Di sinilah kuingat betul pesan Menteri Agama RI, Prof. Dr. KH. Nazaruddin Umar, MA. Pesan itu disampaikan pada Wisuda Sarjana X Sekolah Tinggi Ilmu Tarbiyah Al Urwatul Wutsqo (STIT-UW) Jombang, Ahad (22 Desember 2024). Ku hadir kala itu selaku Koordinator Kopertais Wilayah IV Surabaya dan sekaligus rektor UINSA yang sedang berkhidmat kepada Menteri Agama selama kunjungan kerjanya di Jawa Timur hari itu. Dalam orasinya, seperti bisa dilihat kembali tayangannya di kanal STIT-UW Jombang TV pada URL: https://www.youtube.com/watch?v=9cO_r6djqds, Menteri Agama itu berpesan agar para sarjana yang baru diwisuda tak hanya mampu menjadi orang pintar tapi juga sekaligus menjadi orang arif.

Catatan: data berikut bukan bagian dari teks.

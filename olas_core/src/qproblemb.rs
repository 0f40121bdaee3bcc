//! Bound-constrained QP solver

use num_traits::{Float, One};
use core::fmt::{Debug, LowerExp};
use crate::{LinAlg, QpError, QpResult, QpParam, QpStatus, HessianType, Bounds, SubjectToStatus};
use crate::{StepEvent, IterationCallback};
use crate::homotopy::{Homotopy, solve_homotopy};
use crate::qp_base::{QpBase, init_error, setup_error};
use crate::kkt::{kkt_violation, kkt_result};

/// Online active set solver of a QP with simple bounds.
///
/// <script src="https://polyfill.io/v3/polyfill.min.js?features=es6"></script>
/// <script id="MathJax-script" async src="https://cdn.jsdelivr.net/npm/mathjax@3/es5/tex-mml-chtml.js"></script>
///
/// \\[
/// \begin{array}{ll}
/// {\rm minimize} & {1 \over 2} x^T H x + g^T x \\\\
/// {\rm subject \ to} & l_b \le x \le u_b
/// \end{array}
/// \\]
///
/// - variables \\(x \in \mathbb{R}^n\\)
/// - \\(H \in \mathcal{S}\_{+}^n\\), \\(g \in \mathbb{R}^n\\), \\(l_b, u_b \in \mathbb{R}^n\\)
///
/// The multipliers \\(y \in \mathbb{R}^n\\) satisfy \\(H x + g = y\\),
/// nonnegative at active lower bounds and nonpositive at active upper bounds.
///
/// The Cholesky factor \\(R\\) of the Hessian restricted to the free variables
/// is updated by one row and column per working-set change.
pub struct QProblemB<L: LinAlg>
{
    base: QpBase<L>,
}

impl<L: LinAlg> QProblemB<L>
where L::F: Float + Debug + LowerExp
{
    /// Creates an instance for `n` variables.
    ///
    /// All storage is allocated here.
    pub fn new(n: usize) -> Self
    {
        QProblemB {
            base: QpBase::new(n, 0),
        }
    }

    /// Changes solver parameters.
    ///
    /// Returns [`QProblemB`] with its parameters changed.
    /// * `f` is a function to change parameters given by its argument.
    pub fn par<P>(mut self, f: P) -> Self
    where P: FnOnce(&mut QpParam<L::F>)
    {
        f(&mut self.base.par);
        self
    }

    /// Solver parameters.
    pub fn param(&self) -> &QpParam<L::F>
    {
        &self.base.par
    }

    /// Declares the structure of \\(H\\).
    pub fn set_hessian_type(&mut self, hessian_type: HessianType) -> QpResult
    {
        if self.base.status != QpStatus::NotInitialised {
            return Err(QpError::QpAlreadyInitialised);
        }
        self.base.hessian_type = hessian_type;
        Ok(())
    }

    /// Loads \\(H\\), row-major \\(n \times n\\).
    pub fn set_h(&mut self, h: &[L::F]) -> QpResult
    {
        self.base.set_h(h)
    }

    pub fn set_g(&mut self, g: &[L::F]) -> QpResult
    {
        QpBase::<L>::load(&mut self.base.g, g, self.base.par.infty, "g")
    }

    pub fn set_lb(&mut self, lb: &[L::F]) -> QpResult
    {
        self.base.set_bounds(Some(lb), None)
    }

    pub fn set_ub(&mut self, ub: &[L::F]) -> QpResult
    {
        self.base.set_bounds(None, Some(ub))
    }

    /// Loads \\(l_b\\) and \\(u_b\\); fails with [`QpError::SetupBoundFailed`] if some \\(l_b > u_b\\).
    pub fn set_bounds(&mut self, lb: &[L::F], ub: &[L::F]) -> QpResult
    {
        self.base.set_bounds(Some(lb), Some(ub))
    }

    /// Solves the loaded QP from scratch.
    ///
    /// Returns the number of homotopy steps taken.
    /// * `max_wsr` is the budget of working-set recalculations.
    /// * `cb` is invoked once per homotopy step.
    pub fn init<C>(&mut self, max_wsr: usize, cb: C) -> QpResult<usize>
    where C: IterationCallback<L::F>
    {
        self.init_with_guess(max_wsr, None, None, cb)
    }

    /// Solves the loaded QP from scratch, starting from a guessed solution.
    ///
    /// * `x_guess` sets the bounds it lies on as initially active.
    /// * `y_guess` sets the bounds with nonzero multipliers as initially active.
    pub fn init_with_guess<C>(&mut self, max_wsr: usize, x_guess: Option<&[L::F]>, y_guess: Option<&[L::F]>, mut cb: C) -> QpResult<usize>
    where C: IterationCallback<L::F>
    {
        log::info!("----- Initializing");
        log::debug!("{:?}", self.base.par);

        let n = self.base.n;
        if x_guess.map_or(false, |v| v.len() != n) || y_guess.map_or(false, |v| v.len() != n) {
            log::error!("guess length mismatch");
            return Err(QpError::InvalidArguments);
        }

        self.reset();

        if let Err(e) = self.setup_auxiliary_qp(x_guess, y_guess) {
            log::error!("{}", e);
            self.base.status = QpStatus::NotInitialised;
            return Err(setup_error(e));
        }

        solve_homotopy(self, max_wsr, &mut cb).map_err(init_error)
    }

    /// Solves the loaded QP starting from the previous working set and factorization.
    pub fn hotstart<C>(&mut self, max_wsr: usize, mut cb: C) -> QpResult<usize>
    where C: IterationCallback<L::F>
    {
        match self.base.status {
            QpStatus::AuxiliaryQpSolved | QpStatus::HomotopyQpSolved | QpStatus::Solved => {},
            _ => {
                log::error!("{}", QpError::HotstartFailedAsQpNotInitialised);
                return Err(QpError::HotstartFailedAsQpNotInitialised);
            },
        }
        self.base.check_bounds()?;

        solve_homotopy(self, max_wsr, &mut cb)
    }

    /// Clears working set, factorization and solution.
    pub fn reset(&mut self)
    {
        self.base.reset();
    }

    //

    pub fn x(&self) -> &[L::F]
    {
        &self.base.x
    }

    pub fn y(&self) -> &[L::F]
    {
        &self.base.y
    }

    /// Objective value \\({1 \over 2} x^T H x + g^T x\\) of the loaded data.
    pub fn obj_val(&self) -> L::F
    {
        self.base.obj_val()
    }

    pub fn status(&self) -> QpStatus
    {
        self.base.status
    }

    pub fn hessian_type(&self) -> HessianType
    {
        self.base.hessian_type
    }

    pub fn bounds(&self) -> &Bounds
    {
        &self.base.bounds
    }

    pub fn n_v(&self) -> usize
    {
        self.base.n
    }

    pub fn n_fr(&self) -> usize
    {
        self.base.bounds.n_inactive()
    }

    pub fn n_fx(&self) -> usize
    {
        self.base.bounds.n_active()
    }

    pub fn is_initialised(&self) -> bool
    {
        self.base.status != QpStatus::NotInitialised
    }

    pub fn is_solved(&self) -> bool
    {
        self.base.status == QpStatus::Solved
    }

    pub fn is_infeasible(&self) -> bool
    {
        self.base.infeasible
    }

    pub fn is_unbounded(&self) -> bool
    {
        self.base.unbounded
    }

    /// Maximum violation of the KKT conditions by the stored solution.
    pub fn kkt_violation(&self) -> L::F
    {
        let b = &self.base;
        kkt_violation::<L>(b.n, 0, &b.h, &b.g, &[], &b.lb, &b.ub, &[], &[], &b.x, &b.y)
    }

    /// Checks the stored solution against the KKT conditions.
    ///
    /// Fails with [`QpError::InaccurateSolution`] or [`QpError::NoSolution`].
    pub fn check_kkt(&self) -> QpResult
    {
        kkt_result(self.kkt_violation(), self.base.par.eps_kkt)
    }

    //

    fn setup_auxiliary_qp(&mut self, x_guess: Option<&[L::F]>, y_guess: Option<&[L::F]>) -> QpResult
    {
        let b = &mut self.base;
        b.status = QpStatus::PreparingAuxiliaryQp;

        b.setup_auxiliary_bounds(x_guess, y_guess)?;

        let n_fr = b.fr.len();
        if b.h_identity {
            b.chol.identity(n_fr);
        }
        else {
            let QpBase { h, fr, chol, par, n, .. } = &mut *b;
            let n = *n;
            chol.factorize(n_fr, |i, j| h[fr[i] * n + fr[j]], par.eps_pd)
                .map_err(|_| QpError::InitFailedCholesky)?;
        }

        b.setup_auxiliary_data();

        b.status = QpStatus::AuxiliaryQpSolved;
        log::debug!("auxiliary QP: {} free, {} fixed", n_fr, b.bounds.n_active());
        Ok(())
    }

    fn add_bound(&mut self, i: usize, side: SubjectToStatus) -> QpResult
    {
        let b = &mut self.base;

        let p = b.fr.iter().position(|&v| v == i).ok_or(QpError::AddBoundFailed)?;
        b.bounds.activate(i, side).map_err(|_| QpError::AddBoundFailed)?;
        b.chol.remove_column(p);
        b.fr.remove(p);
        Ok(())
    }

    fn remove_bound(&mut self, i: usize) -> QpResult
    {
        let b = &mut self.base;
        let n = b.n;
        let n_fr = b.fr.len();

        b.bounds.deactivate(i).map_err(|_| QpError::RemoveBoundFailed)?;

        for (p, &v) in b.fr.iter().enumerate() {
            b.wn[p] = b.h[v * n + i];
        }
        let r = b.chol.append(&mut b.wn[.. n_fr], b.h[i * n + i], b.par.eps_pd, b.par.eps_zero);
        if let Err(e) = r {
            return Err(b.append_error(e, QpError::RemoveBoundFailed));
        }
        b.fr.push(i);
        Ok(())
    }
}

impl<L: LinAlg> Homotopy for QProblemB<L>
where L::F: Float + Debug + LowerExp
{
    type L = L;

    fn base(&self) -> &QpBase<L>
    {
        &self.base
    }

    fn base_mut(&mut self) -> &mut QpBase<L>
    {
        &mut self.base
    }

    fn n_ac(&self) -> usize
    {
        0
    }

    fn determine_data_shift(&mut self)
    {
        self.base.determine_data_shift();
    }

    fn determine_step_direction(&mut self) -> QpResult
    {
        let b = &mut self.base;
        let n_fr = b.fr.len();

        b.fixed_direction();

        // R^T R dx_FR = -(H dx_FX + dg)_FR
        b.gradient_shift();
        for (p, &v) in b.fr.iter().enumerate() {
            b.wn[p] = -b.hv[v];
        }
        b.chol.solve_rt(&mut b.wn[.. n_fr], b.par.eps_zero)?;
        b.chol.solve_r(&mut b.wn[.. n_fr], b.par.eps_zero)?;
        for (p, &v) in b.fr.iter().enumerate() {
            b.dx[v] = b.wn[p];
        }

        b.gradient_shift();
        for &i in b.bounds.active() {
            b.dy[i] = b.hv[i];
        }

        log::trace!("dx: {:?}", b.dx);
        log::trace!("dy: {:?}", b.dy);
        Ok(())
    }

    fn determine_step_length(&self) -> (L::F, StepEvent)
    {
        let mut tau = L::F::one();
        let mut event = StepEvent::Full;

        self.base.step_length_bounds(&mut tau, &mut event);
        (tau, event)
    }

    fn perform_step(&mut self, tau: L::F, event: StepEvent)
    {
        self.base.perform_step(tau, event);
    }

    fn change_active_set(&mut self, event: StepEvent) -> QpResult
    {
        match event {
            StepEvent::AddBound(i, side) => self.add_bound(i, side),
            StepEvent::RemoveBound(i) => self.remove_bound(i),
            _ => Err(QpError::StepLengthDeterminationFailed),
        }
    }
}

//

#[test]
fn test_qproblemb1()
{
    use float_eq::assert_float_eq;
    use crate::NoCallback;

    type L = crate::FloatGeneric<f64>;

    let mut qp = QProblemB::<L>::new(2);
    qp.set_h(&[1., 0., 0., 1.]).unwrap();
    qp.set_g(&[-1., -1.]).unwrap();
    qp.set_bounds(&[0., 0.], &[0.3, 10.]).unwrap();

    let nwsr = qp.init(10, NoCallback).unwrap();
    assert!(nwsr <= 3);
    assert!(qp.is_solved());
    assert_float_eq!(qp.x(), [0.3, 1.].as_ref(), abs_all <= 1e-9);
    assert_float_eq!(qp.y(), [-0.7, 0.].as_ref(), abs_all <= 1e-9);
    assert_eq!(qp.bounds().status(0), SubjectToStatus::Upper);
    assert_eq!(qp.n_fx(), 1);
    qp.check_kkt().unwrap();
}

#[test]
fn test_qproblemb2()
{
    use float_eq::assert_float_eq;
    use crate::NoCallback;

    type L = crate::FloatGeneric<f64>;

    // non-diagonal Hessian, both bounds of x0 get visited
    let mut qp = QProblemB::<L>::new(3);
    qp.set_h(&[
        4., 1., 0.,
        1., 3., 1.,
        0., 1., 2.,
    ]).unwrap();
    qp.set_g(&[8., -3., 1.]).unwrap();
    qp.set_bounds(&[-1., -1., -1.], &[1., 1., 1.]).unwrap();

    qp.init(20, NoCallback).unwrap();
    qp.check_kkt().unwrap();
    let x = qp.x().to_vec();

    // same data again
    let nwsr = qp.hotstart(20, NoCallback).unwrap();
    assert_eq!(nwsr, 1);
    assert_float_eq!(qp.x(), x.as_ref(), abs_all <= 1e-12);

    // shift the gradient far
    qp.set_g(&[-8., 3., -1.]).unwrap();
    qp.hotstart(20, NoCallback).unwrap();
    qp.check_kkt().unwrap();
    assert_float_eq!(qp.x()[0], 1., abs <= 1e-9);
}

#[test]
fn test_qproblemb3()
{
    use crate::NoCallback;

    type L = crate::FloatGeneric<f64>;

    let mut qp = QProblemB::<L>::new(2);
    assert_eq!(qp.hotstart(10, NoCallback), Err(QpError::HotstartFailedAsQpNotInitialised));
    assert_eq!(qp.set_bounds(&[1., 1.], &[0., 0.]), Err(QpError::SetupBoundFailed));
    assert_eq!(qp.set_g(&[1.]), Err(QpError::InvalidArguments));

    // zero Hessian is not positive definite
    qp.set_bounds(&[-1., -1.], &[1., 1.]).unwrap();
    assert_eq!(qp.init(10, NoCallback), Err(QpError::InitFailedCholesky));

    qp.set_h(&[1., 0., 0., 1.]).unwrap();
    qp.init(10, NoCallback).unwrap();
    assert_eq!(qp.set_hessian_type(HessianType::Semidef), Err(QpError::QpAlreadyInitialised));
}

Menteri Agama itu lalu memberi penjelasan lebih detail mengenai identifikasi atas orang pintar dan orang arif. Begini penjelasannya: “Semua orang pintar mulia. Tapi sehebat apapun seorang ilmuwan, [atau] orang pintar, belum tentu menjadi seorang arif. Semua orang arif itu pintar. Tapi tidak semua orang pintar itu arif.” Tak hanya berhenti dengan identifikasi ini. Menteri Agama kemudian menjelaskan lebih detail tentang orang pintar dan orang arif itu. Begini pernyataannya: “Orang yang pintar ialah menguasai keilmuan, [atau] disiplin ilmu, tertentu. Sudah ada ijazahnya. Sudah diwisuda seperti Ananda semua di sini. Akan tetapi, tidak semua orang pintar yang sudah diwisuda itu adalah arif.” Berdasarkan pemaknaan ini, pesan Menteri Agama jelas. Bahwa pintar itu bukan segalanya. Masih ada arif yang harus juga dimiliki.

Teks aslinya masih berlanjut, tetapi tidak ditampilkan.